Enhancing Resource Utilization Among Pregnant Adolescents


Linda Flynn, Rutgers College of Nursing, Rutgers, The State University of New Jersey, 75 Halsey Street, Newark, NJ 07102. E-mail: lflynn@rutgers.edu


ABSTRACT Objective: The purpose of this study was to test the impact of a home visitation intervention on resource utilization and birth outcomes among pregnant adolescents.

Design: This study used a quasiexperimental design that included repeated measures and a comparison group to evaluate the intervention.

Sample: The intervention sample consisted of 83 low-income, pregnant adolescents. The comparison sample was constructed from 216 deidentified electronic birth certificate records.

Measurement and Intervention: Each month, during their prenatal period, participating teens received 1 home visit by a public health-registered nurse and 1 home visit by a medical social worker for the purpose of assisting teens to access community resources, select a prenatal care provider, and make and schedule appointments. Health education and transportation to medical appointments were also provided.
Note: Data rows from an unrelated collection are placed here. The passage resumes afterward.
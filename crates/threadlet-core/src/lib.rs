#![forbid(unsafe_code)]

//! Core: comment data model, vote permissions, and control view-models.
//!
//! # Role in threadlet
//! `threadlet-core` holds everything that is a pure function of the data a
//! frame already has: who the viewer is, what comment is being rendered, and
//! what the post allows. Nothing in this crate performs I/O or keeps state
//! between calls.
//!
//! # Primary responsibilities
//! - **Model**: [`User`], [`Comment`], [`PostInfo`] as served by the backend.
//! - **Vote permissions**: [`vote::decide`] and the [`VoteControls`] derived
//!   from it.
//! - **Admin controls**: which moderation controls and badges a viewer sees.
//! - **Messages**: ids and default English texts for user-visible strings.
//! - **Keys**: DOM key normalization for keyboard dismissal.

pub mod admin;
pub mod keys;
pub mod messages;
pub mod model;
pub mod vote;

pub use admin::{AdminControl, VerificationBadge, admin_controls, verification_badge};
pub use keys::{KeyCode, KeyEvent};
pub use messages::{DefaultLocalizer, Localizer, MessageCatalog, MessageId};
pub use model::{
    Comment, InvalidVoteValue, Locator, PostInfo, User, ViewKind, VoteDirection, VoteValue,
};
pub use vote::{DenialReason, VoteControl, VoteControls, VoteDecision, decide};
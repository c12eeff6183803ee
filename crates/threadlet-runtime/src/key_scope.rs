#![forbid(unsafe_code)]

//! Scoped keyboard listeners.
//!
//! Views that react to Escape attach a document-level listener when they mount
//! and must detach it when they go away. [`ScopedKeyListener`] ties the
//! attachment to a value: it detaches on [`release`](ScopedKeyListener::release)
//! or on drop, so early returns and unwinding cannot leak a listener.
//!
//! [`KeySource`] abstracts where key events come from. The web crate backs it
//! with `document.addEventListener("keydown", ..)`; [`KeyDispatcher`] is the
//! in-process source used by hosts that feed events manually and by tests.

use std::cell::RefCell;
use std::fmt;
use std::rc::Rc;

use threadlet_core::KeyEvent;
use threadlet_protocol::Envelope;
use tracing::debug;

use crate::messenger::Messenger;

pub type KeyHandler = Box<dyn FnMut(&KeyEvent)>;

#[derive(Debug, Clone, Copy, PartialEq, Eq, Hash, PartialOrd, Ord)]
pub struct ListenerId(u64);

impl ListenerId {
    #[must_use]
    pub const fn new(raw: u64) -> Self {
        Self(raw)
    }

    #[must_use]
    pub const fn get(self) -> u64 {
        self.0
    }
}

pub trait KeySource {
    fn attach(&self, handler: KeyHandler) -> ListenerId;

    /// Returns `false` when `id` was not attached.
    fn detach(&self, id: ListenerId) -> bool;
}

/// A key listener that detaches itself when dropped.
#[must_use = "dropping a ScopedKeyListener detaches it immediately"]
pub struct ScopedKeyListener {
    source: Rc<dyn KeySource>,
    id: Option<ListenerId>,
}

impl fmt::Debug for ScopedKeyListener {
    fn fmt(&self, f: &mut fmt::Formatter<'_>) -> fmt::Result {
        f.debug_struct("ScopedKeyListener").field("id", &self.id).finish()
    }
}

impl ScopedKeyListener {
    pub fn acquire(source: Rc<dyn KeySource>, handler: impl FnMut(&KeyEvent) + 'static) -> Self {
        let id = source.attach(Box::new(handler));
        Self {
            source,
            id: Some(id),
        }
    }

    /// Detach now. Idempotent.
    pub fn release(&mut self) {
        if let Some(id) = self.id.take() {
            self.source.detach(id);
        }
    }

    #[must_use]
    pub const fn is_attached(&self) -> bool {
        self.id.is_some()
    }
}

impl Drop for ScopedKeyListener {
    fn drop(&mut self) {
        self.release();
    }
}

/// Listener that asks the host to hide the user-info popover on Escape.
///
/// One `user-info-visibility {shown: false}` envelope is sent per key press;
/// auto-repeat is ignored.
pub fn escape_dismissal(keys: Rc<dyn KeySource>, messenger: Messenger) -> ScopedKeyListener {
    ScopedKeyListener::acquire(keys, move |event| {
        if event.is_escape_press() {
            debug!(target: "threadlet::user_info", "escape pressed; requesting popover dismissal");
            messenger.send_host(&Envelope::hide_user_info());
        }
    })
}

type SharedHandler = Rc<RefCell<KeyHandler>>;

#[derive(Default)]
struct DispatcherInner {
    next_id: u64,
    listeners: Vec<(ListenerId, SharedHandler)>,
}

/// In-process [`KeySource`] that fans events out to attached handlers.
#[derive(Clone, Default)]
pub struct KeyDispatcher {
    inner: Rc<RefCell<DispatcherInner>>,
}

impl fmt::Debug for KeyDispatcher {
    fn fmt(&self, f: &mut fmt::Formatter<'_>) -> fmt::Result {
        f.debug_struct("KeyDispatcher")
            .field("listeners", &self.listener_count())
            .finish()
    }
}

impl KeyDispatcher {
    #[must_use]
    pub fn new() -> Self {
        Self::default()
    }

    #[must_use]
    pub fn listener_count(&self) -> usize {
        self.inner.borrow().listeners.len()
    }

    /// Deliver `event` to every listener attached when dispatch starts and
    /// still attached when its turn comes. Returns how many ran.
    pub fn dispatch(&self, event: &KeyEvent) -> usize {
        let snapshot: Vec<(ListenerId, SharedHandler)> = self.inner.borrow().listeners.clone();
        let mut delivered = 0;
        for (id, cell) in snapshot {
            let attached = self.inner.borrow().listeners.iter().any(|(l, _)| *l == id);
            if !attached {
                continue;
            }
            // A handler that re-dispatches does not see its own nested event.
            let Ok(mut handler) = cell.try_borrow_mut() else {
                continue;
            };
            (*handler)(event);
            delivered += 1;
        }
        delivered
    }
}

impl KeySource for KeyDispatcher {
    fn attach(&self, handler: KeyHandler) -> ListenerId {
        let mut inner = self.inner.borrow_mut();
        let id = ListenerId(inner.next_id);
        inner.next_id += 1;
        inner.listeners.push((id, Rc::new(RefCell::new(handler))));
        id
    }

    fn detach(&self, id: ListenerId) -> bool {
        let removed = {
            let mut inner = self.inner.borrow_mut();
            let position = inner.listeners.iter().position(|(l, _)| *l == id);
            position.map(|p| inner.listeners.remove(p))
        };
        removed.is_some()
    }
}

#[cfg(test)]
mod tests {
    use super::*;
    use std::cell::Cell;
    use threadlet_core::KeyCode;

    fn counting(dispatcher: &KeyDispatcher) -> (Rc<Cell<u32>>, ScopedKeyListener) {
        let hits = Rc::new(Cell::new(0));
        let h = hits.clone();
        let source: Rc<dyn KeySource> = Rc::new(dispatcher.clone());
        let listener = ScopedKeyListener::acquire(source, move |_| h.set(h.get() + 1));
        (hits, listener)
    }

    fn escape() -> KeyEvent {
        KeyEvent::new(KeyCode::Escape)
    }

    #[test]
    fn release_detaches_and_is_idempotent() {
        let dispatcher = KeyDispatcher::new();
        let (hits, mut listener) = counting(&dispatcher);
        assert_eq!(dispatcher.dispatch(&escape()), 1);
        listener.release();
        listener.release();
        assert!(!listener.is_attached());
        assert_eq!(dispatcher.dispatch(&escape()), 0);
        assert_eq!(hits.get(), 1);
    }

    #[test]
    fn drop_detaches() {
        let dispatcher = KeyDispatcher::new();
        {
            let (_hits, _listener) = counting(&dispatcher);
            assert_eq!(dispatcher.listener_count(), 1);
        }
        assert_eq!(dispatcher.listener_count(), 0);
    }

    #[test]
    fn unwinding_detaches() {
        let dispatcher = KeyDispatcher::new();
        let d = dispatcher.clone();
        let result = std::panic::catch_unwind(std::panic::AssertUnwindSafe(move || {
            let (_hits, _listener) = counting(&d);
            panic!("mount failed");
        }));
        assert!(result.is_err());
        assert_eq!(dispatcher.listener_count(), 0);
    }

    #[test]
    fn listener_detached_mid_dispatch_is_skipped() {
        let dispatcher = KeyDispatcher::new();
        let victim: Rc<RefCell<Option<ScopedKeyListener>>> = Rc::new(RefCell::new(None));
        let v = victim.clone();
        let source: Rc<dyn KeySource> = Rc::new(dispatcher.clone());
        let _killer = ScopedKeyListener::acquire(source, move |_| {
            v.borrow_mut().take();
        });
        let (hits, listener) = counting(&dispatcher);
        *victim.borrow_mut() = Some(listener);
        assert_eq!(dispatcher.dispatch(&escape()), 1);
        assert_eq!(hits.get(), 0);
    }

    #[test]
    fn detach_unknown_id() {
        let dispatcher = KeyDispatcher::new();
        assert!(!dispatcher.detach(ListenerId::new(42)));
    }
}
#![forbid(unsafe_code)]

//! Browser glue for threadlet frames.
//!
//! [`driver`] and [`render`] are plain Rust and build on every target. The
//! rest binds the runtime to `window.postMessage`, DOM key events, and a
//! JavaScript backend object, and only exists on `wasm32`.

pub mod driver;
pub mod render;

#[cfg(target_arch = "wasm32")]
mod api;
#[cfg(target_arch = "wasm32")]
mod dom;
#[cfg(target_arch = "wasm32")]
mod frame;
#[cfg(target_arch = "wasm32")]
mod transport;

#[cfg(target_arch = "wasm32")]
pub use api::JsCommentApi;
#[cfg(target_arch = "wasm32")]
pub use dom::{DomKeySource, MessageListener};
#[cfg(target_arch = "wasm32")]
pub use frame::ThreadletFrame;
#[cfg(target_arch = "wasm32")]
pub use transport::PostMessageTransport;

pub use driver::{HeightSync, duration_from_ms, ms_from_duration};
Results: There were significant increases in resource utilization, including prenatal care appointments, among intervention teens during program participation. Intervention teens made significantly more visits to their prenatal care providers than did comparison group teens. There were no significant differences, however, in mean infant birth weight between the 2 groups.

Conclusions: The findings indicate that the intervention may be effective in enhancing resource utilization among pregnant adolescents.